Segment Open

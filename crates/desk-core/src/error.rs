//! Error types for desk-core.

use thiserror::Error;

/// Core error types.
#[derive(Debug, Error)]
pub enum CoreError {
    #[error("Invalid position side: {0}")]
    InvalidSide(String),

    #[error("Invalid log level: {0}")]
    InvalidLogLevel(String),

    #[error("Task payload must be a JSON object, got: {0}")]
    PayloadNotObject(String),

    #[error("Size scaling overflowed for {full_symbol} (factor {factor})")]
    ScaleOverflow { full_symbol: String, factor: String },

    #[error("JSON error: {0}")]
    Json(#[from] serde_json::Error),
}

/// Result type alias for core operations.
pub type Result<T> = std::result::Result<T, CoreError>;
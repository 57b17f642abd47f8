//! Application configuration.
//!
//! Loaded from a TOML file layered under `DESK__SECTION__KEY` environment
//! variables. Every field has a default, so an empty file (or no file) is a
//! valid configuration pointed at a local engine.

use crate::error::{AppError, AppResult};
use config::{Config, Environment, File, FileFormat};
use desk_ws::ConnectionConfig;
use serde::{Deserialize, Serialize};
use std::path::Path;
use std::time::Duration;

/// Default config file, relative to the working directory.
pub const DEFAULT_CONFIG_PATH: &str = "config/default.toml";

/// Environment variable prefix; `DESK__LINK__HEARTBEAT_INTERVAL_MS=1000`.
pub const ENV_PREFIX: &str = "DESK";
const ENV_SEPARATOR: &str = "__";

/// Main application configuration.
#[derive(Debug, Clone, PartialEq, Serialize, Deserialize)]
pub struct AppConfig {
    /// Engine HTTP base URL.
    #[serde(default = "default_server_url")]
    pub server_url: String,

    /// Event stream URL. Derived from `server_url` when unset.
    #[serde(default)]
    pub ws_url: Option<String>,

    #[serde(default)]
    pub link: LinkConfig,

    #[serde(default)]
    pub progress: ProgressConfig,

    #[serde(default)]
    pub settings: SettingsConfig,

    #[serde(default)]
    pub logbook: LogBookConfig,

    #[serde(default)]
    pub api: ApiConfig,
}

fn default_server_url() -> String {
    "http://127.0.0.1:8000".to_string()
}

impl Default for AppConfig {
    fn default() -> Self {
        Self {
            server_url: default_server_url(),
            ws_url: None,
            link: LinkConfig::default(),
            progress: ProgressConfig::default(),
            settings: SettingsConfig::default(),
            logbook: LogBookConfig::default(),
            api: ApiConfig::default(),
        }
    }
}

// ============================================================================
// Sections
// ============================================================================

/// Event stream link timing.
#[derive(Debug, Clone, PartialEq, Serialize, Deserialize)]
pub struct LinkConfig {
    #[serde(default = "default_heartbeat_interval_ms")]
    pub heartbeat_interval_ms: u64,
    #[serde(default = "default_liveness_grace_ms")]
    pub liveness_grace_ms: u64,
    #[serde(default = "default_reconnect_delay_ms")]
    pub reconnect_delay_ms: u64,
    #[serde(default = "default_connect_timeout_ms")]
    pub connect_timeout_ms: u64,
}

fn default_heartbeat_interval_ms() -> u64 {
    25_000
}

fn default_liveness_grace_ms() -> u64 {
    5_000
}

fn default_reconnect_delay_ms() -> u64 {
    5_000
}

fn default_connect_timeout_ms() -> u64 {
    10_000
}

impl Default for LinkConfig {
    fn default() -> Self {
        Self {
            heartbeat_interval_ms: default_heartbeat_interval_ms(),
            liveness_grace_ms: default_liveness_grace_ms(),
            reconnect_delay_ms: default_reconnect_delay_ms(),
            connect_timeout_ms: default_connect_timeout_ms(),
        }
    }
}

impl LinkConfig {
    pub fn connect_timeout(&self) -> Duration {
        Duration::from_millis(self.connect_timeout_ms)
    }
}

/// Progress display.
#[derive(Debug, Clone, PartialEq, Serialize, Deserialize)]
pub struct ProgressConfig {
    /// How long a final snapshot stays visible.
    #[serde(default = "default_linger_ms")]
    pub linger_ms: u64,
}

fn default_linger_ms() -> u64 {
    3_000
}

impl Default for ProgressConfig {
    fn default() -> Self {
        Self {
            linger_ms: default_linger_ms(),
        }
    }
}

impl ProgressConfig {
    pub fn linger(&self) -> Duration {
        Duration::from_millis(self.linger_ms)
    }
}

/// Settings persistence.
#[derive(Debug, Clone, PartialEq, Serialize, Deserialize)]
pub struct SettingsConfig {
    #[serde(default = "default_debounce_ms")]
    pub debounce_ms: u64,
}

fn default_debounce_ms() -> u64 {
    1_000
}

impl Default for SettingsConfig {
    fn default() -> Self {
        Self {
            debounce_ms: default_debounce_ms(),
        }
    }
}

impl SettingsConfig {
    pub fn debounce(&self) -> Duration {
        Duration::from_millis(self.debounce_ms)
    }
}

#[derive(Debug, Clone, PartialEq, Serialize, Deserialize)]
pub struct LogBookConfig {
    #[serde(default = "default_log_capacity")]
    pub capacity: usize,
}

fn default_log_capacity() -> usize {
    200
}

impl Default for LogBookConfig {
    fn default() -> Self {
        Self {
            capacity: default_log_capacity(),
        }
    }
}

/// Request layer.
#[derive(Debug, Clone, PartialEq, Serialize, Deserialize)]
pub struct ApiConfig {
    #[serde(default = "default_api_timeout_ms")]
    pub timeout_ms: u64,
    /// Sent as `X-API-KEY`. Prefer the environment over the file.
    #[serde(default)]
    pub access_key: Option<String>,
}

fn default_api_timeout_ms() -> u64 {
    10_000
}

impl Default for ApiConfig {
    fn default() -> Self {
        Self {
            timeout_ms: default_api_timeout_ms(),
            access_key: None,
        }
    }
}

impl ApiConfig {
    pub fn timeout(&self) -> Duration {
        Duration::from_millis(self.timeout_ms)
    }
}

// ============================================================================
// Loading
// ============================================================================

impl AppConfig {
    /// Load from `path` (required when given, optional at the default
    /// location) and the process environment.
    pub fn load(path: Option<&Path>) -> AppResult<Self> {
        let file = match path {
            Some(path) => File::from(path).required(true),
            None => File::with_name(DEFAULT_CONFIG_PATH)
                .format(FileFormat::Toml)
                .required(false),
        };
        Self::build(
            Config::builder().add_source(file),
            Environment::with_prefix(ENV_PREFIX)
                .separator(ENV_SEPARATOR)
                .try_parsing(true),
        )
    }

    /// Parse a TOML document, without environment overrides.
    pub fn from_toml(content: &str) -> AppResult<Self> {
        let config = Config::builder()
            .add_source(File::from_str(content, FileFormat::Toml))
            .build()?;
        let app: Self = config.try_deserialize()?;
        app.validate()?;
        Ok(app)
    }

    fn build(
        builder: config::ConfigBuilder<config::builder::DefaultState>,
        env: Environment,
    ) -> AppResult<Self> {
        let app: Self = builder.add_source(env).build()?.try_deserialize()?;
        app.validate()?;
        Ok(app)
    }

    /// Check values the console cannot run with.
    pub fn validate(&self) -> AppResult<()> {
        if !(self.server_url.starts_with("http://") || self.server_url.starts_with("https://")) {
            return Err(AppError::Config(format!(
                "server_url must be http(s): {}",
                self.server_url
            )));
        }
        if self.link.heartbeat_interval_ms == 0 {
            return Err(AppError::Config(
                "link.heartbeat_interval_ms must be positive".to_string(),
            ));
        }
        if self.logbook.capacity == 0 {
            return Err(AppError::Config(
                "logbook.capacity must be positive".to_string(),
            ));
        }
        Ok(())
    }

    /// Event stream URL: explicit, or `server_url` with a ws scheme and
    /// `/ws` path.
    pub fn ws_url(&self) -> String {
        if let Some(url) = &self.ws_url {
            return url.clone();
        }
        let base = self.server_url.trim_end_matches('/');
        let base = if let Some(rest) = base.strip_prefix("https://") {
            format!("wss://{rest}")
        } else if let Some(rest) = base.strip_prefix("http://") {
            format!("ws://{rest}")
        } else {
            base.to_string()
        };
        format!("{base}/ws")
    }

    /// Link settings for the engine connection manager.
    pub fn connection_config(&self) -> ConnectionConfig {
        ConnectionConfig {
            url: self.ws_url(),
            heartbeat_interval_ms: self.link.heartbeat_interval_ms,
            liveness_grace_ms: self.link.liveness_grace_ms,
            reconnect_delay_ms: self.link.reconnect_delay_ms,
            connect_timeout_ms: self.link.connect_timeout_ms,
        }
    }
}

#[cfg(test)]
mod tests {
    use super::*;
    use std::collections::HashMap;

    #[test]
    fn test_empty_document_uses_defaults() {
        let config = AppConfig::from_toml("").unwrap();
        assert_eq!(config, AppConfig::default());
        assert_eq!(config.link.heartbeat_interval_ms, 25_000);
        assert_eq!(config.progress.linger(), Duration::from_secs(3));
        assert_eq!(config.settings.debounce(), Duration::from_secs(1));
        assert_eq!(config.logbook.capacity, 200);
    }

    #[test]
    fn test_partial_sections() {
        let config = AppConfig::from_toml(
            r#"
server_url = "https://engine.example.com/"

[link]
heartbeat_interval_ms = 10000

[api]
access_key = "secret"
"#,
        )
        .unwrap();
        assert_eq!(config.link.heartbeat_interval_ms, 10_000);
        assert_eq!(config.link.reconnect_delay_ms, 5_000);
        assert_eq!(config.api.access_key.as_deref(), Some("secret"));
        assert_eq!(config.api.timeout(), Duration::from_secs(10));
        assert_eq!(config.ws_url(), "wss://engine.example.com/ws");
    }

    #[test]
    fn test_ws_url_derivation() {
        let config = AppConfig::default();
        assert_eq!(config.ws_url(), "ws://127.0.0.1:8000/ws");

        let explicit = AppConfig {
            ws_url: Some("ws://other:9000/events".to_string()),
            ..AppConfig::default()
        };
        assert_eq!(explicit.ws_url(), "ws://other:9000/events");
        assert_eq!(explicit.connection_config().url, "ws://other:9000/events");
    }

    #[test]
    fn test_environment_overrides_file() {
        let mut vars = HashMap::new();
        vars.insert(
            "DESK__LINK__RECONNECT_DELAY_MS".to_string(),
            "750".to_string(),
        );
        vars.insert("DESK__SERVER_URL".to_string(), "http://10.0.0.5:8000".to_string());

        let builder = Config::builder().add_source(File::from_str(
            "[link]\nreconnect_delay_ms = 2000\n",
            FileFormat::Toml,
        ));
        let env = Environment::with_prefix(ENV_PREFIX)
            .separator(ENV_SEPARATOR)
            .try_parsing(true)
            .source(Some(vars));

        let config = AppConfig::build(builder, env).unwrap();
        assert_eq!(config.link.reconnect_delay_ms, 750);
        assert_eq!(config.server_url, "http://10.0.0.5:8000");
        assert_eq!(config.connection_config().reconnect_delay_ms, 750);
    }

    #[test]
    fn test_invalid_values_rejected() {
        assert!(AppConfig::from_toml("server_url = \"ftp://engine\"").is_err());
        assert!(AppConfig::from_toml("[link]\nheartbeat_interval_ms = 0").is_err());
    }

    #[test]
    fn test_defaults_survive_toml_round_trip() {
        let text = toml::to_string(&AppConfig::default()).unwrap();
        let parsed = AppConfig::from_toml(&text).unwrap();
        assert_eq!(parsed, AppConfig::default());
    }
}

Segment Closed

• [Activity]:
Filter the listing for the word "return" and copy each line that has it.

• [Answer to this problem]:
            return Err(AppError::Config(format!(
            return Err(AppError::Config(
            return Err(AppError::Config(
            return url.clone();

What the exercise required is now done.